🤖 AI Summary
General-purpose large language models (LLMs) exhibit weak domain adaptability, low reasoning accuracy, and inefficient, verbose in-context learning when applied to specialized IT operations micro-domains—e.g., Hitachi JP1 middleware.
Method: This paper proposes Agent Fine-tuning, a novel adaptation framework tailored for technical micro-domains. It integrates domain-specific manuals to construct high-quality training data, employs LLM-generated reasoning trajectories for knowledge distillation, and introduces a context-answer extractor to enhance relevance. Furthermore, it synergistically combines retrieval-augmented generation (RAG) with structured prompt engineering to optimize decision-making.

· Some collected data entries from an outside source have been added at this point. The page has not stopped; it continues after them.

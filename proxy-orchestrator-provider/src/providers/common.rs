//! Provider 公共工具函数

use std::time::Duration;

use reqwest::Client;

use crate::error::{ProviderError, Result};

/// 默认连接超时（秒）
const DEFAULT_CONNECT_TIMEOUT_SECS: u64 = 10;
/// 默认请求超时（秒）
const DEFAULT_REQUEST_TIMEOUT_SECS: u64 = 30;

/// 创建带超时配置的 HTTP Client
pub fn create_http_client() -> Result<Client> {
    Client::builder()
        .connect_timeout(Duration::from_secs(DEFAULT_CONNECT_TIMEOUT_SECS))
        .timeout(Duration::from_secs(DEFAULT_REQUEST_TIMEOUT_SECS))
        .build()
        .map_err(|e| ProviderError::NetworkError {
            provider: "http".to_string(),
            detail: format!("Failed to create HTTP client: {e}"),
        })
}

Contribution/Results: Evaluated on the JP1 certification exam task, the method achieves a 14% absolute accuracy improvement over baseline models. It significantly enhances both reasoning precision and search efficiency in complex, narrow technical domains—demonstrating superior domain specialization without requiring architectural modifications or extensive retraining.
📝 Abstract
Agentic large language models (LLMs) have become prominent for autonomously interacting with external environments and performing multi-step reasoning tasks. Most approaches leverage these capabilities via in-context learning with few-shot prompts, but this often results in lengthy inputs and higher computational costs. Agent fine-tuning offers an alternative by enabling LLMs to internalize procedural reasoning and domain-specific knowledge through training on relevant data and demonstration trajectories. While prior studies have focused on general domains, their effectiveness in specialized technical microdomains remains unclear. This paper explores agent fine-tuning for domain adaptation within Hitachi's JP1 middleware, a microdomain for specialized IT operations. We fine-tuned LLMs using JP1-specific datasets derived from domain manuals and distilled reasoning trajectories generated by LLMs themselves, enhancing decision making accuracy and search efficiency. During inference, we used an agentic prompt with retrieval-augmented generation and introduced a context-answer extractor to improve information relevance. On JP1 certification exam questions, our method achieved a 14% performance improvement over the base model, demonstrating the potential of agent fine-tuning for domain-specific reasoning in complex microdomains.